The NSG Guidelines require that proposed deals will not contribute to the creation of nuclear weapons. Potential recipients are expected to have visible physical security measures to prevent theft or unauthorized use of nuclear materials and transfer of information to a third party. In addition deals must also have International Atomic Energy Agency (IAEA) safeguards in place. The IAEA must satisfy itself that non-nuclear-weapon states are not illicitly pursuing nuclear weapons.

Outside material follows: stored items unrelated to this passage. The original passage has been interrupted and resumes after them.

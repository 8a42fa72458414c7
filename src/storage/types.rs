//! Type-safe wrappers around git primitives.

use std::fmt;

use git2::Oid;

use crate::error::{Error, Result};

/// Identifier of a commit object.
///
/// The newtypes below make sure a blob id is never passed where a commit id
/// is expected. The inner `Oid` stays private to the storage layer.
#[derive(Debug, Clone, Copy, PartialEq, Eq, Hash)]
pub struct CommitId(pub(crate) Oid);

impl CommitId {
    pub(crate) fn new(oid: Oid) -> Self {
        Self(oid)
    }

    pub(crate) fn raw(&self) -> Oid {
        self.0
    }

    /// Parse a commit id from its 40-character hex form.
    pub fn from_hex(hex: &str) -> Result<Self> {
        Ok(Self(Oid::from_str(hex)?))
    }

    /// Abbreviated hex form.
    pub fn short(&self) -> String {
        self.0.to_string()[..7].to_string()
    }
}

impl fmt::Display for CommitId {
    fn fmt(&self, f: &mut fmt::Formatter<'_>) -> fmt::Result {
        write!(f, "{}", self.0)
    }
}

/// Identifier of a tree object.
#[derive(Debug, Clone, Copy, PartialEq, Eq, Hash)]
pub struct TreeId(pub(crate) Oid);

impl TreeId {
    pub(crate) fn new(oid: Oid) -> Self {
        Self(oid)
    }

    pub(crate) fn raw(&self) -> Oid {
        self.0
    }

    /// Parse a tree id from its 40-character hex form.
    pub fn from_hex(hex: &str) -> Result<Self> {
        Ok(Self(Oid::from_str(hex)?))
    }
}

impl fmt::Display for TreeId {
    fn fmt(&self, f: &mut fmt::Formatter<'_>) -> fmt::Result {
        write!(f, "{}", self.0)
    }
}

/// Author/committer identity used for every commit the library creates.
#[derive(Debug, Clone)]
pub struct Signature {
    pub name: String,
    pub email: String,
}

impl Signature {
    pub fn new(name: impl Into<String>, email: impl Into<String>) -> Self {
        Self {
            name: name.into(),
            email: email.into(),
        }
    }

    pub(crate) fn to_git2(&self) -> Result<git2::Signature<'static>> {
        git2::Signature::now(&self.name, &self.email).map_err(Error::from)
    }
}

impl Default for Signature {
    fn default() -> Self {
        Self::new("packdb", "packdb@localhost")
    }
}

Does the proposed Sino-Pak nuclear deal satisfy any of these conditions? It has been authenticated by US intelligence agencies that China transferred nuclear technology to Pakistan; that China helped Pakistan detonate a nuclear test; that Pakistan’s rogue scientist AQ Khan confessed that he had proliferated nuclear know how and material to North Korea, Iran and Libya with the blessings of the Pakistan government; that spy satellite pictures of Pakistan exchanging nuclear material with North Korea in Pyongyang in 2001 were available; that Pakistan extended a full pardon to AQ Khan; that Pakistan refused to allow any international agency to interrogate AQ Khan; and that the US government approved this naked charade and expressed confidence in the Pakistan government.
Given the visible penetration of the Pakistan security apparatus by elements sympathetic to Jihadi terrorists not surprisingly many voices in the US have expressed alarm over the threat of Pakistan’s nuclear weapons falling in terrorist hands. In 2009 U.S. satellite images suggested Pakistan was increasing its capacity to produce plutonium required for atomic bombs. Last month on April 11 the threat about poorly-guarded nuclear weapons and material was discussed in an extraordinary two-day summit in Washington. Countering Pakistan Prime Minister Gilani’s assurances in the summit, Harvard University 's Belfer Centre for Science and International Affairs released a document titled Securing the Bomb 2010. It said Pakistan 's stockpile "faces a greater threat from Islamic extremists seeking nuclear weapons than any other nuclear stockpile on earth". The Institute also reported that Pakistan 's second nuclear reactor, built to produce plutonium for weapons, showed signs of starting operations. A third reactor was under construction.
It is in this overall context that President Obama has approved the proposed Sino-Pak nuclear deal. One can sympathize with Washington for having landed itself in a situation that makes it a client state of Beijing. But given the gravity of dangers that still exist over terrorist access to Pakistan’s nuclear arsenal, can the US approval of the deal be justified in any way? The threat arising from terrorists acquiring a nuclear weapon looms largest for India. In these circumstances can India afford to trust America?
Currently President Pratibha Patil is visiting Beijing. Chinese analysts concede that no tangible gains will emerge from the visit. But they affirm that the visit will improve the atmosphere. Ah yes, the atmosphere! Currently the atmosphere allows all and sundry nations to kick India at will. The latest doing it is Canada as in unprecedented diplomatic conduct it denies visas to Indians who have served “war criminal” security agencies such as the Indian army and the BSF. India has a government that allows this to happen. Therefore India must pay the price.
Who knows, one day India too may get a government that protects national interest and self-respect. Then the West may have to pay the price.